Dr Steve Barracosa1, Ms Sarah Stevenson2
1The University of Queensland, Brisbane, Australia, 2University of New South Wales, Sydney, Australia
Biography:
Dr Steve Barracosa is a researcher and practitioner in the field of countering violent extremism (CVE). His PhD in criminology was conducted at the University of Queensland and focused on youth radicalisation and violent extremism risk assessment. Steve holds several CVE practitioner and leadership roles across the private and public sector. He is the inaugural chair for the Commonwealth youth-extremism advisory group. Steve is a psychologist, published author on the topic of preventing and countering violent extremism with youth, a court appointment expert, and has experience in the development and implementation of CVE services for both youth and adults.
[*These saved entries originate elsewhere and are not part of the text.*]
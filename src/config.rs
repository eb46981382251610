//! Runtime configuration for ollama-gate.
//!
//! Configuration can be loaded from a JSON file or constructed programmatically.
//! Two environment variables override whatever the file (or defaults) provide:
//! `OLLAMA_HOST` for the upstream base URL and `API_KEY` for the static key.

use std::path::PathBuf;

use clap::Parser;
use serde::{Deserialize, Serialize};

/// Command-line arguments.
#[derive(Parser, Debug, Clone)]
#[command(name = "ollama-gate", about = "API-key-gated gateway for a local Ollama server")]
pub struct Cli {
    /// Path to configuration file (JSON).
    #[arg(short, long, default_value = "config.json")]
    pub config: PathBuf,

    /// HTTP listen address.
    #[arg(long, default_value = "0.0.0.0:8080")]
    pub listen: String,

    /// Enable verbose logging.
    #[arg(short, long)]
    pub verbose: bool,
}

/// Top-level configuration.
#[derive(Debug, Clone, Serialize, Deserialize)]
pub struct Config {
    /// Server configuration.
    pub server: ServerConfig,

    /// Upstream Ollama configuration.
    pub upstream: UpstreamConfig,

    /// Authentication configuration.
    pub auth: AuthConfig,
}

impl Default for Config {
    fn default() -> Self {
        Self {
            server: ServerConfig::default(),
            upstream: UpstreamConfig::default(),
            auth: AuthConfig::default(),
        }
    }
}

/// HTTP server settings.
#[derive(Debug, Clone, Serialize, Deserialize)]
pub struct ServerConfig {
    /// Listen address (e.g. "0.0.0.0:8080").
    pub listen: String,
}

impl Default for ServerConfig {
    fn default() -> Self {
        Self {
            listen: "0.0.0.0:8080".to_string(),
        }
    }
}

/// Upstream Ollama settings.
#[derive(Debug, Clone, Serialize, Deserialize)]
pub struct UpstreamConfig {
    /// Base URL of the Ollama server.
    pub host: String,

    /// Model name passed to /api/generate.
    pub model: String,

    /// Request timeout in seconds for the upstream call.
    pub request_timeout_secs: u64,
}

impl Default for UpstreamConfig {
    fn default() -> Self {
        Self {
            host: "http://host.docker.internal:11434".to_string(),
            model: "gemma3:27b".to_string(),
            request_timeout_secs: 300,
        }
    }
}

/// Static API key settings.
#[derive(Debug, Clone, Serialize, Deserialize)]
pub struct AuthConfig {
    /// The key clients must present in the `apikey` query parameter.
    pub api_key: String,
}

impl Default for AuthConfig {
    fn default() -> Self {
        Self {
            api_key: "default-insecure-key".to_string(),
        }
    }
}

/// Environment variable overrides, captured separately from the process
/// environment so override logic stays unit-testable.
#[derive(Debug, Clone, Default)]
pub struct EnvOverrides {
    pub ollama_host: Option<String>,
    pub api_key: Option<String>,
}

impl EnvOverrides {
    /// Read overrides from the process environment.
    pub fn from_env() -> Self {
        Self {
            ollama_host: std::env::var("OLLAMA_HOST").ok(),
            api_key: std::env::var("API_KEY").ok(),
        }
    }
}

impl Config {
    /// Load configuration from a JSON file, falling back to defaults for a
    /// missing file, then apply environment overrides on top.
    pub fn load(path: &std::path::Path) -> anyhow::Result<Self> {
        let mut config = if path.exists() {
            let data = std::fs::read_to_string(path)?;
            serde_json::from_str(&data)?
        } else {
            tracing::warn!("Config file not found at {:?}, using defaults", path);
            Config::default()
        };
        config.apply_overrides(EnvOverrides::from_env());
        Ok(config)
    }

    /// Apply environment overrides. Env wins over file values.
    pub fn apply_overrides(&mut self, env: EnvOverrides) {
        if let Some(host) = env.ollama_host {
            self.upstream.host = host;
        }
        if let Some(key) = env.api_key {
            self.auth.api_key = key;
        }
    }
}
This presentation will explore the outcomes of a primary source study of at-risk and radicalised youth referred to countering violent extremism services in one Australian state. The study adopts a holistic developmental life-course lens to understand and explain youth engaged in extremism. This includes Australian minors convicted for terrorism offences. The findings indicate that youth radicalisation can be conceptualised through a constellation of individually specific life-course vulnerabilities, experiences, and influences across multiple domains. This encompasses non-ideological and extremism specific risk factors. The study highlights the need for a similarly broad life-course approach to be adopted in the field of violent extremism risk assessment to improve the utility and suitability of the available suite of tools for implementation with youth. The findings of the study will be positioned in the context of direct practitioner experiences in preventing and countering violent extremism. This includes canvassing the impact of an increasingly divisive sociopolitical landscape, the role of extremist content online, clinical complexity, and emerging challenges due to terrorism and hate crime legislation. The presentation will conclude by providing recommendations to evolve research, policy, and practice to support outcomes for at-risk and radicalised youth.